#### ACTIVITY
The entries below should be transcribed exactly, every one of them.

#### SUPPLIED MATERIAL
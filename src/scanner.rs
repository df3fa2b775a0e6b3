//! Streaming XML scan that reports every start tag to a visitor.

use std::collections::HashMap;
use std::fmt::Display;
use std::io::BufRead;
use std::sync::LazyLock;

use quick_xml::Reader;
use quick_xml::escape::{EscapeError, resolve_predefined_entity, unescape_with};
use quick_xml::events::{BytesStart, Event};
use regex::Regex;

use crate::error::Error;

/// An internal general entity declaration with a quoted literal value.
/// Parameter entities (`%`) and external (`SYSTEM`/`PUBLIC`) ones do not match.
#[allow(clippy::expect_used, reason = "hardcoded pattern is a compile-time invariant")]
static ENTITY_DECL: LazyLock<Regex> = LazyLock::new(|| {
    return Regex::new(r#"<!ENTITY\s+([^\s%"'>]+)\s+(?:"([^"]*)"|'([^']*)')\s*>"#)
        .expect("valid regex");
});

/// Replacement text of entities declared in the internal DTD subset.
type Entities = HashMap<String, String>;

/// One start tag, with element and attribute names folded to upper case.
#[derive(Debug, Clone, PartialEq, Eq)]
pub struct StartTag {
    /// Attributes in source order as `(folded name, unescaped value)`.
    pub attributes: Vec<(String, String)>,
    /// Folded qualified element name, e.g. `RDDL:RESOURCE`.
    pub name: String,
}

impl StartTag {
    /// Look up an attribute by its folded qualified name.
    pub fn attribute(&self, name: &str) -> Option<&str> {
        return self
            .attributes
            .iter()
            .find(|(key, _)| return key == name)
            .map(|(_, value)| return value.as_str());
    }
}

/// Receives start tags in document order.
pub trait StartTagVisitor {
    /// Called once per element, for both `<x>` and `<x/>`.
    fn start_tag(&mut self, tag: &StartTag);
}

/// Scan `input` to the end, feeding every start tag to `visitor`.
/// Returns the number of elements seen.
///
/// # Errors
///
/// Returns `Error::ParseFailed` on malformed markup or a read failure,
/// including a missing root element, an element left open at end of input,
/// or a second top-level element.
pub fn scan<R: BufRead, V: StartTagVisitor>(
    input: R,
    source_name: &str,
    visitor: &mut V,
) -> Result<usize, Error> {
    let mut reader = Reader::from_reader(input);
    reader.config_mut().check_end_names = true;

    let mut entities = Entities::new();
    let mut buf = Vec::new();
    let mut depth = 0_usize;
    let mut elements = 0_usize;

    loop {
        let event = match reader.read_event_into(&mut buf) {
            Ok(event) => event,
            Err(e) => return Err(scan_error(source_name, reader.error_position(), &e)),
        };

        match event {
            Event::Start(start) => {
                reject_second_root(source_name, &reader, depth, elements)?;
                let tag = fold_start_tag(&start, &reader, &entities, source_name)?;
                visitor.start_tag(&tag);
                depth = depth.saturating_add(1);
                elements = elements.saturating_add(1);
            },
            Event::Empty(start) => {
                reject_second_root(source_name, &reader, depth, elements)?;
                let tag = fold_start_tag(&start, &reader, &entities, source_name)?;
                visitor.start_tag(&tag);
                elements = elements.saturating_add(1);
            },
            Event::DocType(doctype) => {
                let text = reader
                    .decoder()
                    .decode(&doctype)
                    .map_err(|e| return scan_error(source_name, reader.buffer_position(), &e))?;
                declare_entities(&mut entities, &text);
            },
            Event::End(_) => depth = depth.saturating_sub(1),
            Event::Eof => break,
            _ => {},
        }
        buf.clear();
    }

    if elements == 0 {
        return Err(scan_error(source_name, reader.buffer_position(), &"no element found"));
    }
    if depth > 0 {
        return Err(scan_error(
            source_name,
            reader.buffer_position(),
            &format!("{depth} element(s) left open at end of input"),
        ));
    }

    return Ok(elements);
}

/// A document has exactly one root: once it closed, any further element is junk.
///
/// # Errors
///
/// Returns `Error::ParseFailed` if an element starts after the root closed.
fn reject_second_root<R>(
    source_name: &str,
    reader: &Reader<R>,
    depth: usize,
    elements: usize,
) -> Result<(), Error> {
    if depth == 0 && elements > 0 {
        return Err(scan_error(
            source_name,
            reader.buffer_position(),
            &"junk after document element",
        ));
    }
    return Ok(());
}

/// Decode a start tag and fold its names.
///
/// # Errors
///
/// Returns `Error::ParseFailed` for undecodable names, malformed attributes,
/// or values with unknown entity references.
fn fold_start_tag<R>(
    start: &BytesStart<'_>,
    reader: &Reader<R>,
    entities: &Entities,
    source_name: &str,
) -> Result<StartTag, Error> {
    let position = reader.buffer_position();
    let decoder = reader.decoder();
    let name = decoder
        .decode(start.name().as_ref())
        .map_err(|e| return scan_error(source_name, position, &e))?
        .to_ascii_uppercase();

    let mut attributes = Vec::new();
    for attr in start.attributes() {
        let attr = attr.map_err(|e| return scan_error(source_name, position, &e))?;
        let key = decoder
            .decode(attr.key.as_ref())
            .map_err(|e| return scan_error(source_name, position, &e))?
            .to_ascii_uppercase();
        let raw = decoder
            .decode(&attr.value)
            .map_err(|e| return scan_error(source_name, position, &e))?;
        let value = attribute_value(&raw, entities)
            .map_err(|e| return scan_error(source_name, position, &e))?;
        attributes.push((key, value));
    }

    return Ok(StartTag { attributes, name });
}

/// Normalize and unescape a raw attribute value (XML 1.0 3.3.3).
///
/// Literal tabs and line breaks become spaces before references are
/// expanded, so `&#10;` still yields a newline. A `\r\n` pair counts as one
/// line break.
///
/// # Errors
///
/// Returns `EscapeError` for a malformed reference or an entity that is
/// neither predefined nor declared in the internal subset.
fn attribute_value(raw: &str, entities: &Entities) -> Result<String, EscapeError> {
    let normalized = normalize_whitespace(raw);
    let value = unescape_with(&normalized, |name| {
        return entities
            .get(name)
            .map(String::as_str)
            .or_else(|| return resolve_predefined_entity(name));
    })?;
    return Ok(value.into_owned());
}

/// Map every literal tab, CR, LF or CRLF pair to a single space.
fn normalize_whitespace(raw: &str) -> String {
    let mut out = String::with_capacity(raw.len());
    let mut chars = raw.chars().peekable();
    while let Some(c) = chars.next() {
        match c {
            '\r' => {
                chars.next_if_eq(&'\n');
                out.push(' ');
            },
            '\t' | '\n' => out.push(' '),
            other => out.push(other),
        }
    }
    return out;
}

/// Record the internal entities declared in a `<!DOCTYPE ...>` body.
///
/// The first declaration of a name wins. Replacement text is normalized and
/// expanded against entities declared before it; a value that cannot be
/// expanded is kept literally.
fn declare_entities(entities: &mut Entities, doctype: &str) {
    for caps in ENTITY_DECL.captures_iter(doctype) {
        let (Some(name), Some(literal)) = (caps.get(1), caps.get(2).or(caps.get(3))) else {
            continue;
        };
        if entities.contains_key(name.as_str()) {
            continue;
        }
        let text = attribute_value(literal.as_str(), entities)
            .unwrap_or_else(|_| return normalize_whitespace(literal.as_str()));
        entities.insert(name.as_str().to_owned(), text);
    }
}

/// Wrap a tokenizer diagnostic with the input name and byte position.
fn scan_error<P, E>(source_name: &str, position: P, reason: &E) -> Error
where
    u64: TryFrom<P>,
    E: Display + ?Sized,
{
    return Error::ParseFailed {
        position: u64::try_from(position).unwrap_or(u64::MAX),
        reason: reason.to_string(),
        source_name: source_name.to_owned(),
    };
}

#### RESPONSE TO THIS EXERCISE
filename src/scanner.rs
repository df3fa2b775a0e6b3
//! Streaming XML scan that reports every start tag to a visitor.

use std::collections::HashMap;
use std::fmt::Display;
use std::io::BufRead;
use std::sync::LazyLock;

use quick_xml::Reader;
use quick_xml::escape::{EscapeError, resolve_predefined_entity, unescape_with};
use quick_xml::events::{BytesStart, Event};
use regex::Regex;

use crate::error::Error;

/// An internal general entity declaration with a quoted literal value.
/// Parameter entities (`%`) and external (`SYSTEM`/`PUBLIC`) ones do not match.
#[allow(clippy::expect_used, reason = "hardcoded pattern is a compile-time invariant")]
static ENTITY_DECL: LazyLock<Regex> = LazyLock::new(|| {
    return Regex::new(r#"<!ENTITY\s+([^\s%"'>]+)\s+(?:"([^"]*)"|'([^']*)')\s*>"#)
        .expect("valid regex");
});

/// Replacement text of entities declared in the internal DTD subset.
type Entities = HashMap<String, String>;

/// One start tag, with element and attribute names folded to upper case.
#[derive(Debug, Clone, PartialEq, Eq)]
pub struct StartTag {
    /// Attributes in source order as `(folded name, unescaped value)`.
    pub attributes: Vec<(String, String)>,
    /// Folded qualified element name, e.g. `RDDL:RESOURCE`.
    pub name: String,
}

impl StartTag {
    /// Look up an attribute by its folded qualified name.
    pub fn attribute(&self, name: &str) -> Option<&str> {
        return self
            .attributes
            .iter()
            .find(|(key, _)| return key == name)
            .map(|(_, value)| return value.as_str());
    }
}

/// Receives start tags in document order.
pub trait StartTagVisitor {
    /// Called once per element, for both `<x>` and `<x/>`.
    fn start_tag(&mut self, tag: &StartTag);
}

/// Scan `input` to the end, feeding every start tag to `visitor`.
/// Returns the number of elements seen.
///
/// # Errors
///
/// Returns `Error::ParseFailed` on malformed markup or a read failure,
/// including a missing root element, an element left open at end of input,
/// or a second top-level element.
pub fn scan<R: BufRead, V: StartTagVisitor>(
    input: R,
    source_name: &str,
    visitor: &mut V,
) -> Result<usize, Error> {
    let mut reader = Reader::from_reader(input);
    reader.config_mut().check_end_names = true;

    let mut entities = Entities::new();
    let mut buf = Vec::new();
    let mut depth = 0_usize;
    let mut elements = 0_usize;

    loop {
        let event = match reader.read_event_into(&mut buf) {
            Ok(event) => event,
            Err(e) => return Err(scan_error(source_name, reader.error_position(), &e)),
        };

        match event {
            Event::Start(start) => {
                reject_second_root(source_name, &reader, depth, elements)?;
                let tag = fold_start_tag(&start, &reader, &entities, source_name)?;
                visitor.start_tag(&tag);
                depth = depth.saturating_add(1);
                elements = elements.saturating_add(1);
            },
            Event::Empty(start) => {
                reject_second_root(source_name, &reader, depth, elements)?;
                let tag = fold_start_tag(&start, &reader, &entities, source_name)?;
                visitor.start_tag(&tag);
                elements = elements.saturating_add(1);
            },
            Event::DocType(doctype) => {
                let text = reader
                    .decoder()
                    .decode(&doctype)
                    .map_err(|e| return scan_error(source_name, reader.buffer_position(), &e))?;
                declare_entities(&mut entities, &text);
            },
            Event::End(_) => depth = depth.saturating_sub(1),
            Event::Eof => break,
            _ => {},
        }
        buf.clear();
    }

    if elements == 0 {
        return Err(scan_error(source_name, reader.buffer_position(), &"no element found"));
    }
    if depth > 0 {
        return Err(scan_error(
            source_name,
            reader.buffer_position(),
            &format!("{depth} element(s) left open at end of input"),
        ));
    }

    return Ok(elements);
}

/// A document has exactly one root: once it closed, any further element is junk.
///
/// # Errors
///
/// Returns `Error::ParseFailed` if an element starts after the root closed.
fn reject_second_root<R>(
    source_name: &str,
    reader: &Reader<R>,
    depth: usize,
    elements: usize,
) -> Result<(), Error> {
    if depth == 0 && elements > 0 {
        return Err(scan_error(
            source_name,
            reader.buffer_position(),
            &"junk after document element",
        ));
    }
    return Ok(());
}

/// Decode a start tag and fold its names.
///
/// # Errors
///
/// Returns `Error::ParseFailed` for undecodable names, malformed attributes,
/// or values with unknown entity references.
fn fold_start_tag<R>(
    start: &BytesStart<'_>,
    reader: &Reader<R>,
    entities: &Entities,
    source_name: &str,
) -> Result<StartTag, Error> {
    let position = reader.buffer_position();
    let decoder = reader.decoder();
    let name = decoder
        .decode(start.name().as_ref())
        .map_err(|e| return scan_error(source_name, position, &e))?
        .to_ascii_uppercase();

    let mut attributes = Vec::new();
    for attr in start.attributes() {
        let attr = attr.map_err(|e| return scan_error(source_name, position, &e))?;
        let key = decoder
            .decode(attr.key.as_ref())
            .map_err(|e| return scan_error(source_name, position, &e))?
            .to_ascii_uppercase();
        let raw = decoder
            .decode(&attr.value)
            .map_err(|e| return scan_error(source_name, position, &e))?;
        let value = attribute_value(&raw, entities)
            .map_err(|e| return scan_error(source_name, position, &e))?;
        attributes.push((key, value));
    }

    return Ok(StartTag { attributes, name });
}

/// Normalize and unescape a raw attribute value (XML 1.0 3.3.3).
///
/// Literal tabs and line breaks become spaces before references are
/// expanded, so `&#10;` still yields a newline. A `\r\n` pair counts as one
/// line break.
///
/// # Errors
///
/// Returns `EscapeError` for a malformed reference or an entity that is
/// neither predefined nor declared in the internal subset.
fn attribute_value(raw: &str, entities: &Entities) -> Result<String, EscapeError> {
    let normalized = normalize_whitespace(raw);
    let value = unescape_with(&normalized, |name| {
        return entities
            .get(name)
            .map(String::as_str)
            .or_else(|| return resolve_predefined_entity(name));
    })?;
    return Ok(value.into_owned());
}

/// Map every literal tab, CR, LF or CRLF pair to a single space.
fn normalize_whitespace(raw: &str) -> String {
    let mut out = String::with_capacity(raw.len());
    let mut chars = raw.chars().peekable();
    while let Some(c) = chars.next() {
        match c {
            '\r' => {
                chars.next_if_eq(&'\n');
                out.push(' ');
            },
            '\t' | '\n' => out.push(' '),
            other => out.push(other),
        }
    }
    return out;
}

/// Record the internal entities declared in a `<!DOCTYPE ...>` body.
///
/// The first declaration of a name wins. Replacement text is normalized and
/// expanded against entities declared before it; a value that cannot be
/// expanded is kept literally.
fn declare_entities(entities: &mut Entities, doctype: &str) {
    for caps in ENTITY_DECL.captures_iter(doctype) {
        let (Some(name), Some(literal)) = (caps.get(1), caps.get(2).or(caps.get(3))) else {
            continue;
        };
        if entities.contains_key(name.as_str()) {
            continue;
        }
        let text = attribute_value(literal.as_str(), entities)
            .unwrap_or_else(|_| return normalize_whitespace(literal.as_str()));
        entities.insert(name.as_str().to_owned(), text);
    }
}

/// Wrap a tokenizer diagnostic with the input name and byte position.
fn scan_error<P, E>(source_name: &str, position: P, reason: &E) -> Error
where
    u64: TryFrom<P>,
    E: Display + ?Sized,
{
    return Error::ParseFailed {
        position: u64::try_from(position).unwrap_or(u64::MAX),
        reason: reason.to_string(),
        source_name: source_name.to_owned(),
    };
}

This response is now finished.